▸ **WORK ORDER**:
Give back all of the records underneath exactly, with no omissions.
=== INPUT DATA ===
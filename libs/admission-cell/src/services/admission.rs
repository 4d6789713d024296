// libs/admission-cell/src/services/admission.rs
use std::collections::HashMap;
use std::sync::Arc;

use serde::Deserialize;
use serde_json::{json, Map, Value};
use tracing::{debug, info};

use shared_config::AppConfig;
use shared_database::LedgerClient;
use shared_models::status::{BookingDomain, BookingStatus};

use crate::models::{
    Admission, AdmissionDetail, AdmissionError, AdmitPatientRequest, UpdateAdmissionRequest,
};

#[derive(Debug, Clone, Deserialize)]
struct PatientRow {
    id: i64,
    first_name: String,
    last_name: String,
}

#[derive(Debug, Clone, Deserialize)]
struct DoctorRow {
    id: i64,
    name: String,
    department: Option<String>,
}

/// Inpatient admissions: the one domain whose lifecycle runs
/// `Admitted -> Discharged` instead of the outpatient statuses.
pub struct AdmissionService {
    ledger: Arc<LedgerClient>,
}

impl AdmissionService {
    pub fn new(config: &AppConfig) -> Self {
        Self {
            ledger: Arc::new(LedgerClient::new(config)),
        }
    }

    pub async fn admit(
        &self,
        request: AdmitPatientRequest,
        admitted_by: Option<i64>,
    ) -> Result<Admission, AdmissionError> {
        if request.ward.trim().is_empty() {
            return Err(AdmissionError::Validation("ward is required".to_string()));
        }
        if let Some(amount) = request.amount {
            if amount < 0.0 {
                return Err(AdmissionError::Validation(
                    "amount cannot be negative".to_string(),
                ));
            }
        }
        self.verify_patient_exists(request.patient_id).await?;

        let row = json!({
            "patient_id": request.patient_id,
            "doctor_id": request.doctor_id,
            "ward": request.ward,
            "room_no": request.room_no,
            "bed_no": request.bed_no,
            "admit_date": request.admit_date,
            "discharge_date": request.discharge_date,
            "diagnosis": request.diagnosis,
            "treatment": request.treatment,
            "amount": request.amount.unwrap_or(0.0),
            "status": BookingStatus::Admitted.to_string(),
            "notes": request.notes,
            "admitted_by": admitted_by,
        });

        let admission: Admission = self.ledger.insert("admissions", row).await?;
        info!(
            "Patient {} admitted to {} (admission {})",
            admission.patient_id, admission.ward, admission.id
        );
        Ok(admission)
    }

    pub async fn get(&self, admission_id: i64) -> Result<Admission, AdmissionError> {
        self.ledger
            .fetch_one("admissions", &format!("id=eq.{}", admission_id))
            .await?
            .ok_or(AdmissionError::NotFound)
    }

    pub async fn list(&self) -> Result<Vec<AdmissionDetail>, AdmissionError> {
        let admissions: Vec<Admission> = self.ledger.fetch("admissions", "order=id.desc").await?;
        self.join_names(admissions).await
    }

    pub async fn patient_admissions(
        &self,
        patient_id: i64,
    ) -> Result<Vec<AdmissionDetail>, AdmissionError> {
        let admissions: Vec<Admission> = self
            .ledger
            .fetch(
                "admissions",
                &format!("patient_id=eq.{}&order=admit_date.desc", patient_id),
            )
            .await?;
        self.join_names(admissions).await
    }

    pub async fn update(
        &self,
        admission_id: i64,
        request: UpdateAdmissionRequest,
    ) -> Result<(Admission, BookingStatus, BookingStatus), AdmissionError> {
        debug!("Updating admission: {}", admission_id);

        let current = self.get(admission_id).await?;
        let old_status = current.status;
        let new_status = request.status.unwrap_or(old_status);

        if !old_status.can_transition(BookingDomain::Admission, new_status) {
            return Err(AdmissionError::InvalidTransition {
                from: old_status,
                to: new_status,
            });
        }

        if let Some(amount) = request.amount {
            if amount < 0.0 {
                return Err(AdmissionError::Validation(
                    "amount cannot be negative".to_string(),
                ));
            }
        }

        let mut patch = Map::new();
        patch.insert("status".to_string(), json!(new_status.to_string()));
        if let Some(doctor_id) = request.doctor_id {
            patch.insert("doctor_id".to_string(), json!(doctor_id));
        }
        if let Some(ward) = request.ward {
            patch.insert("ward".to_string(), json!(ward));
        }
        if let Some(room_no) = request.room_no {
            patch.insert("room_no".to_string(), json!(room_no));
        }
        if let Some(bed_no) = request.bed_no {
            patch.insert("bed_no".to_string(), json!(bed_no));
        }
        if let Some(admit_date) = request.admit_date {
            patch.insert("admit_date".to_string(), json!(admit_date));
        }
        if let Some(discharge_date) = request.discharge_date {
            patch.insert("discharge_date".to_string(), json!(discharge_date));
        }
        if let Some(diagnosis) = request.diagnosis {
            patch.insert("diagnosis".to_string(), json!(diagnosis));
        }
        if let Some(treatment) = request.treatment {
            patch.insert("treatment".to_string(), json!(treatment));
        }
        if let Some(amount) = request.amount {
            patch.insert("amount".to_string(), json!(amount));
        }
        if let Some(notes) = request.notes {
            patch.insert("notes".to_string(), json!(notes));
        }

        let mut updated: Vec<Admission> = self
            .ledger
            .update(
                "admissions",
                &format!("id=eq.{}", admission_id),
                Value::Object(patch),
            )
            .await?;
        let admission = updated.pop().ok_or(AdmissionError::NotFound)?;

        info!(
            "Admission {} updated: {} -> {}",
            admission_id, old_status, new_status
        );
        Ok((admission, old_status, new_status))
    }

    pub async fn delete(&self, admission_id: i64) -> Result<(), AdmissionError> {
        let _ = self.get(admission_id).await?;
        self.ledger
            .delete("admissions", &format!("id=eq.{}", admission_id))
            .await?;
        info!("Admission {} deleted", admission_id);
        Ok(())
    }

    async fn verify_patient_exists(&self, patient_id: i64) -> Result<(), AdmissionError> {
        let patient: Option<PatientRow> = self
            .ledger
            .fetch_one("patients", &format!("id=eq.{}", patient_id))
            .await?;
        if patient.is_none() {
            return Err(AdmissionError::PatientNotFound);
        }
        Ok(())
    }

    async fn join_names(
        &self,
        admissions: Vec<Admission>,
    ) -> Result<Vec<AdmissionDetail>, AdmissionError> {
        let patients: Vec<PatientRow> = self.ledger.fetch("patients", "").await?;
        let doctors: Vec<DoctorRow> = self.ledger.fetch("doctors", "").await?;
        let patients: HashMap<i64, &PatientRow> = patients.iter().map(|p| (p.id, p)).collect();
        let doctors: HashMap<i64, &DoctorRow> = doctors.iter().map(|d| (d.id, d)).collect();

        Ok(admissions
            .into_iter()
            .map(|admission| {
                let patient = patients.get(&admission.patient_id);
                let doctor = admission.doctor_id.and_then(|id| doctors.get(&id));
                AdmissionDetail {
                    patient_name: patient
                        .map(|p| format!("{} {}", p.first_name, p.last_name))
                        .unwrap_or_else(|| "Unknown".to_string()),
                    doctor_name: doctor.map(|d| d.name.clone()),
                    department: doctor.and_then(|d| d.department.clone()),
                    admission,
                }
            })
            .collect())
    }
}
===
▸ **ANSWER BOX**:
filename libs/admission-cell/src/services/admission.rs
repository 4d6789713d024296
// libs/admission-cell/src/services/admission.rs
use std::collections::HashMap;
use std::sync::Arc;

use serde::Deserialize;
use serde_json::{json, Map, Value};
use tracing::{debug, info};

use shared_config::AppConfig;
use shared_database::LedgerClient;
use shared_models::status::{BookingDomain, BookingStatus};

use crate::models::{
    Admission, AdmissionDetail, AdmissionError, AdmitPatientRequest, UpdateAdmissionRequest,
};

#[derive(Debug, Clone, Deserialize)]
struct PatientRow {
    id: i64,
    first_name: String,
    last_name: String,
}

#[derive(Debug, Clone, Deserialize)]
struct DoctorRow {
    id: i64,
    name: String,
    department: Option<String>,
}

/// Inpatient admissions: the one domain whose lifecycle runs
/// `Admitted -> Discharged` instead of the outpatient statuses.
pub struct AdmissionService {
    ledger: Arc<LedgerClient>,
}

impl AdmissionService {
    pub fn new(config: &AppConfig) -> Self {
        Self {
            ledger: Arc::new(LedgerClient::new(config)),
        }
    }

    pub async fn admit(
        &self,
        request: AdmitPatientRequest,
        admitted_by: Option<i64>,
    ) -> Result<Admission, AdmissionError> {
        if request.ward.trim().is_empty() {
            return Err(AdmissionError::Validation("ward is required".to_string()));
        }
        if let Some(amount) = request.amount {
            if amount < 0.0 {
                return Err(AdmissionError::Validation(
                    "amount cannot be negative".to_string(),
                ));
            }
        }
        self.verify_patient_exists(request.patient_id).await?;

        let row = json!({
            "patient_id": request.patient_id,
            "doctor_id": request.doctor_id,
            "ward": request.ward,
            "room_no": request.room_no,
            "bed_no": request.bed_no,
            "admit_date": request.admit_date,
            "discharge_date": request.discharge_date,
            "diagnosis": request.diagnosis,
            "treatment": request.treatment,
            "amount": request.amount.unwrap_or(0.0),
            "status": BookingStatus::Admitted.to_string(),
            "notes": request.notes,
            "admitted_by": admitted_by,
        });

        let admission: Admission = self.ledger.insert("admissions", row).await?;
        info!(
            "Patient {} admitted to {} (admission {})",
            admission.patient_id, admission.ward, admission.id
        );
        Ok(admission)
    }

    pub async fn get(&self, admission_id: i64) -> Result<Admission, AdmissionError> {
        self.ledger
            .fetch_one("admissions", &format!("id=eq.{}", admission_id))
            .await?
            .ok_or(AdmissionError::NotFound)
    }

    pub async fn list(&self) -> Result<Vec<AdmissionDetail>, AdmissionError> {
        let admissions: Vec<Admission> = self.ledger.fetch("admissions", "order=id.desc").await?;
        self.join_names(admissions).await
    }

    pub async fn patient_admissions(
        &self,
        patient_id: i64,
    ) -> Result<Vec<AdmissionDetail>, AdmissionError> {
        let admissions: Vec<Admission> = self
            .ledger
            .fetch(
                "admissions",
                &format!("patient_id=eq.{}&order=admit_date.desc", patient_id),
            )
            .await?;
        self.join_names(admissions).await
    }

    pub async fn update(
        &self,
        admission_id: i64,
        request: UpdateAdmissionRequest,
    ) -> Result<(Admission, BookingStatus, BookingStatus), AdmissionError> {
        debug!("Updating admission: {}", admission_id);

        let current = self.get(admission_id).await?;
        let old_status = current.status;
        let new_status = request.status.unwrap_or(old_status);

        if !old_status.can_transition(BookingDomain::Admission, new_status) {
            return Err(AdmissionError::InvalidTransition {
                from: old_status,
                to: new_status,
            });
        }

        if let Some(amount) = request.amount {
            if amount < 0.0 {
                return Err(AdmissionError::Validation(
                    "amount cannot be negative".to_string(),
                ));
            }
        }

        let mut patch = Map::new();
        patch.insert("status".to_string(), json!(new_status.to_string()));
        if let Some(doctor_id) = request.doctor_id {
            patch.insert("doctor_id".to_string(), json!(doctor_id));
        }
        if let Some(ward) = request.ward {
            patch.insert("ward".to_string(), json!(ward));
        }
        if let Some(room_no) = request.room_no {
            patch.insert("room_no".to_string(), json!(room_no));
        }
        if let Some(bed_no) = request.bed_no {
            patch.insert("bed_no".to_string(), json!(bed_no));
        }
        if let Some(admit_date) = request.admit_date {
            patch.insert("admit_date".to_string(), json!(admit_date));
        }
        if let Some(discharge_date) = request.discharge_date {
            patch.insert("discharge_date".to_string(), json!(discharge_date));
        }
        if let Some(diagnosis) = request.diagnosis {
            patch.insert("diagnosis".to_string(), json!(diagnosis));
        }
        if let Some(treatment) = request.treatment {
            patch.insert("treatment".to_string(), json!(treatment));
        }
        if let Some(amount) = request.amount {
            patch.insert("amount".to_string(), json!(amount));
        }
        if let Some(notes) = request.notes {
            patch.insert("notes".to_string(), json!(notes));
        }

        let mut updated: Vec<Admission> = self
            .ledger
            .update(
                "admissions",
                &format!("id=eq.{}", admission_id),
                Value::Object(patch),
            )
            .await?;
        let admission = updated.pop().ok_or(AdmissionError::NotFound)?;

        info!(
            "Admission {} updated: {} -> {}",
            admission_id, old_status, new_status
        );
        Ok((admission, old_status, new_status))
    }

    pub async fn delete(&self, admission_id: i64) -> Result<(), AdmissionError> {
        let _ = self.get(admission_id).await?;
        self.ledger
            .delete("admissions", &format!("id=eq.{}", admission_id))
            .await?;
        info!("Admission {} deleted", admission_id);
        Ok(())
    }

    async fn verify_patient_exists(&self, patient_id: i64) -> Result<(), AdmissionError> {
        let patient: Option<PatientRow> = self
            .ledger
            .fetch_one("patients", &format!("id=eq.{}", patient_id))
            .await?;
        if patient.is_none() {
            return Err(AdmissionError::PatientNotFound);
        }
        Ok(())
    }

    async fn join_names(
        &self,
        admissions: Vec<Admission>,
    ) -> Result<Vec<AdmissionDetail>, AdmissionError> {
        let patients: Vec<PatientRow> = self.ledger.fetch("patients", "").await?;
        let doctors: Vec<DoctorRow> = self.ledger.fetch("doctors", "").await?;
        let patients: HashMap<i64, &PatientRow> = patients.iter().map(|p| (p.id, p)).collect();
        let doctors: HashMap<i64, &DoctorRow> = doctors.iter().map(|d| (d.id, d)).collect();

        Ok(admissions
            .into_iter()
            .map(|admission| {
                let patient = patients.get(&admission.patient_id);
                let doctor = admission.doctor_id.and_then(|id| doctors.get(&id));
                AdmissionDetail {
                    patient_name: patient
                        .map(|p| format!("{} {}", p.first_name, p.last_name))
                        .unwrap_or_else(|| "Unknown".to_string()),
                    doctor_name: doctor.map(|d| d.name.clone()),
                    department: doctor.and_then(|d| d.department.clone()),
                    admission,
                }
            })
            .collect())
    }
}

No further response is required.